#### [The problem]
Copy word for word, please, the lines of the entries below running from the one containing "let terminate = std::future::pending::<()>();" to the one containing "#[derive(Debug, Error)]", both ends included.

(Stored data)
⟨

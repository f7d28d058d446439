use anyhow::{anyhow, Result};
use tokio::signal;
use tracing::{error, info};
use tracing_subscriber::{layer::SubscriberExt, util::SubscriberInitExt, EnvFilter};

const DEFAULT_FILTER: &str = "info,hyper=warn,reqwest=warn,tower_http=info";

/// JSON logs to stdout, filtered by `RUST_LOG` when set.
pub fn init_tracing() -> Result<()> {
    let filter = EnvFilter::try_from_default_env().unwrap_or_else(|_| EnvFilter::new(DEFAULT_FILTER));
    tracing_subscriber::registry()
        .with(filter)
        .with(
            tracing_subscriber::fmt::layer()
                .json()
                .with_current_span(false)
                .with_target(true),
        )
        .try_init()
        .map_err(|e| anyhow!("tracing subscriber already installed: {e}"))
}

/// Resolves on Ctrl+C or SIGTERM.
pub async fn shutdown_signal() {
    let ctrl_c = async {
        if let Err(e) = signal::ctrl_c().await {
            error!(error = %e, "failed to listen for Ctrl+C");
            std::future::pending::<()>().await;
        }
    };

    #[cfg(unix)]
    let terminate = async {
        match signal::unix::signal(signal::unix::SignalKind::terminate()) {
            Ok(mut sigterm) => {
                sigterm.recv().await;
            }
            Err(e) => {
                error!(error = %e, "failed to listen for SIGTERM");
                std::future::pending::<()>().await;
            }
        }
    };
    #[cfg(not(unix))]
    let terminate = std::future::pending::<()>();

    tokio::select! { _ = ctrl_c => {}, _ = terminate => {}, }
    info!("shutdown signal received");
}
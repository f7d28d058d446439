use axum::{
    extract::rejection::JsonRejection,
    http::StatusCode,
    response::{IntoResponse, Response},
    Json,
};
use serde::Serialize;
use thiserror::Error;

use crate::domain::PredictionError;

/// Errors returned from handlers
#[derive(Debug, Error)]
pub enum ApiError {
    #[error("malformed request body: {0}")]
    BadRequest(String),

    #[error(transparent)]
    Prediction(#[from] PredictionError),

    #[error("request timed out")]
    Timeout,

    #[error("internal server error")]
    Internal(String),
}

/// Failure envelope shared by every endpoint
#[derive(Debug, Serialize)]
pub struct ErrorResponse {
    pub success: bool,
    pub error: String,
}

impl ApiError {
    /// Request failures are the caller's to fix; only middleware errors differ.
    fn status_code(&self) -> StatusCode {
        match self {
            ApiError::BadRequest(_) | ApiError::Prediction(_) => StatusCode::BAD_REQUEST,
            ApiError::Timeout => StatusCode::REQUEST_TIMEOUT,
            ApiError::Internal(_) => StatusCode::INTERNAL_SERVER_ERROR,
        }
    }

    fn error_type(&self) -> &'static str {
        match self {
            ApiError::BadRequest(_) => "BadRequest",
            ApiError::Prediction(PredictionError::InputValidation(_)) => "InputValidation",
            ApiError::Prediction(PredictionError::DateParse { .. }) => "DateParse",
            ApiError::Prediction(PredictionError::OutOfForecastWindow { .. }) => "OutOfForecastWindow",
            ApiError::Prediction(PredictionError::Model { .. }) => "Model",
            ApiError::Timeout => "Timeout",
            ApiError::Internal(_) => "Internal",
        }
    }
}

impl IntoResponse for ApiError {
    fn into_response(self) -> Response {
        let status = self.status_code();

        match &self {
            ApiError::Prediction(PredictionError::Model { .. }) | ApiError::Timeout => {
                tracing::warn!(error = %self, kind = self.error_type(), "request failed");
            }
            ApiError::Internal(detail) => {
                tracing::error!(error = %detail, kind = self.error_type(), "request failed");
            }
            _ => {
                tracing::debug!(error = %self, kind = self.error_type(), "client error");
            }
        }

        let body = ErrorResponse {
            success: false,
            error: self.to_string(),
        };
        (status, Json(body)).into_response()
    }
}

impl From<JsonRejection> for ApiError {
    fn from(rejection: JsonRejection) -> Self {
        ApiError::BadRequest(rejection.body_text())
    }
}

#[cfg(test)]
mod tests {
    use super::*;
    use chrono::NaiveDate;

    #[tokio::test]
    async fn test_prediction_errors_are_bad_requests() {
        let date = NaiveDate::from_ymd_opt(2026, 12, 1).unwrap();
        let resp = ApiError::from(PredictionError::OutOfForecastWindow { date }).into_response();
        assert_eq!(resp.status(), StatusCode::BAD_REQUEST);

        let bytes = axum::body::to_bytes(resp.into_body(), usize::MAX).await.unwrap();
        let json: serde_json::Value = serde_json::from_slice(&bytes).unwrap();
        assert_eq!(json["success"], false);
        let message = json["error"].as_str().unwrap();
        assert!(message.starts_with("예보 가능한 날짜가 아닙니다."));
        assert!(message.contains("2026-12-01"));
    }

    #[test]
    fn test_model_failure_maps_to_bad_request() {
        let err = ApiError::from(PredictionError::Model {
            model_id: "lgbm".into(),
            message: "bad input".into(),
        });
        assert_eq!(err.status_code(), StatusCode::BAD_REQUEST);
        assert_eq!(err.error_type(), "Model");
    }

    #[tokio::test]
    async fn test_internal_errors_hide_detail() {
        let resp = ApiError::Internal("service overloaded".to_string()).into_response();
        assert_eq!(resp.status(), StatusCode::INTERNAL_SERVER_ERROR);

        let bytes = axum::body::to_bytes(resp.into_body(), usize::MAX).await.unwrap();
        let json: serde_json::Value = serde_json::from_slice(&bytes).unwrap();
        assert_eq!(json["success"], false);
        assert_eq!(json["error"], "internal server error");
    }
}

⟩
⟨

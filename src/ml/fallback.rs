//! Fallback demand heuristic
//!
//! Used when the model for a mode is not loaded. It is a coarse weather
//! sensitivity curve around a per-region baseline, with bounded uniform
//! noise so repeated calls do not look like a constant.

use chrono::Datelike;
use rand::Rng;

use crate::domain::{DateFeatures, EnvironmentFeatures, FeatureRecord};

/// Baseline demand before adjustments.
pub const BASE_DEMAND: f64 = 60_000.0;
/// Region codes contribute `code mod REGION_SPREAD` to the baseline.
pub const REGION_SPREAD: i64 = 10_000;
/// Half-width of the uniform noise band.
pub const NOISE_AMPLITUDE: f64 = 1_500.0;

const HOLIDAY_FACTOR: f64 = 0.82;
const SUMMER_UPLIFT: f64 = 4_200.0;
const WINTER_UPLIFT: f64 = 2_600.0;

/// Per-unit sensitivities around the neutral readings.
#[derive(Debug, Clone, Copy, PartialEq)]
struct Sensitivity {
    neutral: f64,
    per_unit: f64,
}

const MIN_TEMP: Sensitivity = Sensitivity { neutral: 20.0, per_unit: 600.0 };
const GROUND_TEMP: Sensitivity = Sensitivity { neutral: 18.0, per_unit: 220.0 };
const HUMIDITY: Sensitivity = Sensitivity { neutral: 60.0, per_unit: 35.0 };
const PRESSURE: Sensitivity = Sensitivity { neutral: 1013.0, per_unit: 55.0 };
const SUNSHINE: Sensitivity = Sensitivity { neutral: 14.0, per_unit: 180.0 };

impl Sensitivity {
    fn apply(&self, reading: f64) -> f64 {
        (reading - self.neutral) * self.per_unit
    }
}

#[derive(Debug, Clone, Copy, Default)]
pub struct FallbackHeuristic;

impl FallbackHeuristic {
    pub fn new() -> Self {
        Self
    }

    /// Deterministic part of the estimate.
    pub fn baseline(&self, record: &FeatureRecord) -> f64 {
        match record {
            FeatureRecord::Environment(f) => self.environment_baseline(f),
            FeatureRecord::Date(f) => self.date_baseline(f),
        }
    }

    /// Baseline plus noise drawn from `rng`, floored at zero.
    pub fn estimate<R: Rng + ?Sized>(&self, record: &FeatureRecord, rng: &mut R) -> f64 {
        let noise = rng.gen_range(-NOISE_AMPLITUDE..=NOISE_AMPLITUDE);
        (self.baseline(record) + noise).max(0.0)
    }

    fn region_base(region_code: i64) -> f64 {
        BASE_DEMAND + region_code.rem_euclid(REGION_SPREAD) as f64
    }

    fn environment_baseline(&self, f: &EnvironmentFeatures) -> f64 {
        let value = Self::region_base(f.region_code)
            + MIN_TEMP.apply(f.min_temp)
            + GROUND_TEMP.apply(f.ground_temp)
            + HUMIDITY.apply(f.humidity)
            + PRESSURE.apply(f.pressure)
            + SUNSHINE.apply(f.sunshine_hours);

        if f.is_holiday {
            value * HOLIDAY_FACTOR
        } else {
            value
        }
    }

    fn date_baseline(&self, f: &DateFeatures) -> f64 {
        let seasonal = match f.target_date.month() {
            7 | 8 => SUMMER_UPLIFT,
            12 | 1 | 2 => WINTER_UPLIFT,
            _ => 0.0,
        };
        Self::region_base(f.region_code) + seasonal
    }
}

⟩

#### [Task solution]
    let terminate = std::future::pending::<()>();

    tokio::select! { _ = ctrl_c => {}, _ = terminate => {}, }
    info!("shutdown signal received");
}
repository f7d28d058d446439
use axum::{
    extract::rejection::JsonRejection,
    http::StatusCode,
    response::{IntoResponse, Response},
    Json,
};
use serde::Serialize;
use thiserror::Error;

use crate::domain::PredictionError;

/// Errors returned from handlers
#[derive(Debug, Error)]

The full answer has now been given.